People sometimes write to me and demand to know why Chrysler is so slow to adopt their favorite technology.
Much of the time, I agree that what they want is reasonable. Like diesel engines – I’d love to see diesels in the 200/Avenger or Wrangler or Ram 1500. Especially those VM Motori diesels they use in Europe, or, for the Ram, those new Cummins models that apparently only the U.S. Government is using.
But let’s take a quick look at Chrysler.
For nine years they suffered under Daimler’s “cut it, then cut it again, then cut it again” mentality.
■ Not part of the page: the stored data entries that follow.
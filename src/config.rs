use std::path::Path;

use serde::{Deserialize, Serialize};

use crate::error::{Error, Result};
use crate::pathfinding::PathStrategy;

// ── ScreenConfig ──────────────────────────────────────────────────────────────

/// Internal render resolution in pixels.
#[derive(Clone, Copy, Debug, PartialEq, Serialize, Deserialize)]
#[serde(default)]
pub struct ScreenConfig {
    pub width: u32,
    pub height: u32,
}

impl Default for ScreenConfig {
    fn default() -> Self {
        Self { width: 1280, height: 720 }
    }
}

impl ScreenConfig {
    /// Returns `0.0` when `height` is zero to avoid division by zero.
    pub fn aspect_ratio(&self) -> f32 {
        if self.height == 0 {
            return 0.0;
        }
        self.width as f32 / self.height as f32
    }
}

// ── PlayerConfig ──────────────────────────────────────────────────────────────

#[derive(Clone, Copy, Debug, PartialEq, Serialize, Deserialize)]
#[serde(default)]
pub struct PlayerConfig {
    /// Walking speed in cells per second before perks.
    pub base_speed: f32,
    /// Radians of rotation per pixel of horizontal mouse motion.
    pub mouse_sensitivity: f32,
    /// Collectibles closer than this are picked up.
    pub pickup_radius: f32,
    /// Seconds a speed boost lasts before the Long Boost perk.
    pub boost_duration: f32,
    /// Movement multiplier while boosted.
    pub boost_multiplier: f32,
}

impl Default for PlayerConfig {
    fn default() -> Self {
        Self {
            base_speed: 3.0,
            mouse_sensitivity: 0.003,
            pickup_radius: 0.7,
            boost_duration: 10.0,
            boost_multiplier: 2.0,
        }
    }
}

// ── PursuerConfig ─────────────────────────────────────────────────────────────

#[derive(Clone, Copy, Debug, PartialEq, Serialize, Deserialize)]
#[serde(default)]
pub struct PursuerConfig {
    pub speed: f32,
    pub detection_range: f32,
    pub attack_range: f32,
    /// Distance at which `GameEvent::PursuerNear` starts firing.
    pub proximity_alert: f32,
    pub strategy: PathStrategy,
}

impl Default for PursuerConfig {
    fn default() -> Self {
        Self {
            speed: 2.0,
            detection_range: 15.0,
            attack_range: 1.5,
            proximity_alert: 2.7,
            strategy: PathStrategy::ShortestPath,
        }
    }
}

// ── GameConfig ────────────────────────────────────────────────────────────────

/// Complete tunable configuration. Every field has a default, so a config
/// file only needs to list what it overrides.
#[derive(Clone, Debug, PartialEq, Serialize, Deserialize)]
#[serde(default)]
pub struct GameConfig {
    pub screen: ScreenConfig,
    pub fov_degrees: f32,
    /// Walls at or beyond this distance are drawn fully black.
    pub fog_distance: f32,
    pub player: PlayerConfig,
    pub pursuer: PursuerConfig,
    /// Seconds spent on the loading screen between levels.
    pub loading_duration: f32,
    /// Seconds the stab overlay lasts once the pursuer attacks.
    pub stab_duration: f32,
}

impl Default for GameConfig {
    fn default() -> Self {
        Self {
            screen: ScreenConfig::default(),
            fov_degrees: 60.0,
            fog_distance: 10.0,
            player: PlayerConfig::default(),
            pursuer: PursuerConfig::default(),
            loading_duration: 1.5,
            stab_duration: 2.0,
        }
    }
}

impl GameConfig {
    pub fn from_json_str(json: &str) -> Result<Self> {
        Ok(serde_json::from_str(json)?)
    }

    pub fn load(path: impl AsRef<Path>) -> Result<Self> {
        let path = path.as_ref();
        let text = std::fs::read_to_string(path)
            .map_err(|source| Error::Io { path: path.to_path_buf(), source })?;
        Self::from_json_str(&text)
    }

    #[inline]
    pub fn fov_radians(&self) -> f32 {
        self.fov_degrees.to_radians()
    }
}
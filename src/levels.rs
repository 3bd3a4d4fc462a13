// =============================================================================
// LEVELS.RS: Built-in level table
//
// The five stock levels live in `resources/levels.json`, embedded at compile
// time. Each entry carries the tile rows, the player start, the gold needed
// to open the exit door and how the pursuer enters the level.
// =============================================================================

use glam::Vec2;
use serde::{Deserialize, Serialize};

use crate::error::{Error, Result};
use crate::map::LevelMap;

/// Level table embedded at compile time (see `LevelTable::builtin`).
pub const DEFAULT_LEVELS: &str = include_str!("../resources/levels.json");

/// How the pursuer is placed when a level starts.
#[derive(Clone, Copy, Debug, PartialEq, Eq, Serialize, Deserialize)]
#[serde(rename_all = "snake_case")]
pub enum SpawnRule {
    /// No pursuer on this level.
    Inactive,
    /// Farthest walkable candidate from the player.
    Farthest,
    /// Always the centre of this cell.
    Fixed([i32; 2]),
}

/// One level as written in the table.
#[derive(Clone, Debug, PartialEq, Serialize, Deserialize)]
pub struct LevelSpec {
    pub name: String,
    pub rows: Vec<String>,
    pub player_start: [f32; 2],
    pub door_cost: u32,
    pub pursuer: SpawnRule,
}

/// A level ready to play: the parsed grid plus its parameters.
#[derive(Clone, Debug, PartialEq)]
pub struct Level {
    /// 1-based level number.
    pub number: u32,
    pub name: String,
    pub map: LevelMap,
    pub player_start: Vec2,
    pub door_cost: u32,
    pub spawn: SpawnRule,
}

#[derive(Clone, Debug, PartialEq, Serialize, Deserialize)]
pub struct LevelTable {
    pub levels: Vec<LevelSpec>,
}

impl LevelTable {
    pub fn from_json_str(json: &str) -> Result<Self> {
        let table: Self = serde_json::from_str(json)?;
        if table.levels.is_empty() {
            return Err(Error::Level { level: 0, reason: "level table is empty".into() });
        }
        Ok(table)
    }

    /// The stock five-level campaign.
    pub fn builtin() -> Result<Self> {
        Self::from_json_str(DEFAULT_LEVELS)
    }

    pub fn len(&self) -> u32 {
        self.levels.len() as u32
    }

    pub fn is_empty(&self) -> bool {
        self.levels.is_empty()
    }

    /// Build the playable level for 1-based `number`.
    ///
    /// Fails if the number is out of range, the grid does not parse, or the
    /// player start is not on a floor cell.
    pub fn load(&self, number: u32) -> Result<Level> {
        let spec = number
            .checked_sub(1)
            .and_then(|i| self.levels.get(i as usize))
            .ok_or_else(|| Error::Level {
                level: number,
                reason: format!("only {} levels exist", self.levels.len()),
            })?;

        let map = LevelMap::from_rows(&spec.rows)?;
        let player_start = Vec2::from(spec.player_start);
        if !map.is_walkable_at(player_start) {
            return Err(Error::Level {
                level: number,
                reason: format!("player start {player_start} is not on floor"),
            });
        }

        Ok(Level {
            number,
            name: spec.name.clone(),
            map,
            player_start,
            door_cost: spec.door_cost,
            spawn: spec.pursuer,
        })
    }
}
Then they went under Cerberus’ knife and even the Pentastar V6 nearly bought the farm — as far as I can tell, it was saved by press coverage.
So here’s what Chrysler is hurrying to get ready:
* Pentastar V6 Variants: direct injection, MDS, turbocharged, twin turbocharged, and possibly 3-liter high-mileage or economy versions
* New transmissions: nine speed and eight speed — apparently in just about every vehicle they make
* World Engine rebuild — as far as we can tell, essentially scrapping most of the top of the engine and starting over
* Federalized Fiat engines (1.4, 1.4 turbo)
* Power/efficiency upgrades for the Hemi V8s
* MultiAir implementation
* Viper V10 upgrades
It’s quite likely the engineers are also working on a V8 version of the Pentastar V6, as well — or at least some sort of replacement for the Hemi, to debut a few years down the road. No engine family lasts forever.
(As for MultiAir, it’s hard to tell how much of its implementation is political vs engineering, especially on the variable cam engines.)
At the same time, they’re working on all those new Fiat designs, replacing the compact cars, the midsized cars, the Liberty, the Journey… working on the minivan replacements for 2014… and presumably bringing over large vans and investigating class 6-8 trucks. That’s not to mention the Dakota replacement, Wrangler pickup, etc.
So if there’s no Wrangler diesel next year, I won’t be surprised, nor will I be upset. A decimated engineering crew joined by a large number of probably-inexperienced newcomers is doing amazing work, but they’re all still human. Give them time and be patient; between the engineering, debugging, testing, refinement, re-testing, and certification, these things take a lot of time and money. On the lighter side, we may be looking at several years of marked improvements — our reward for having to endure a decade of disappointments?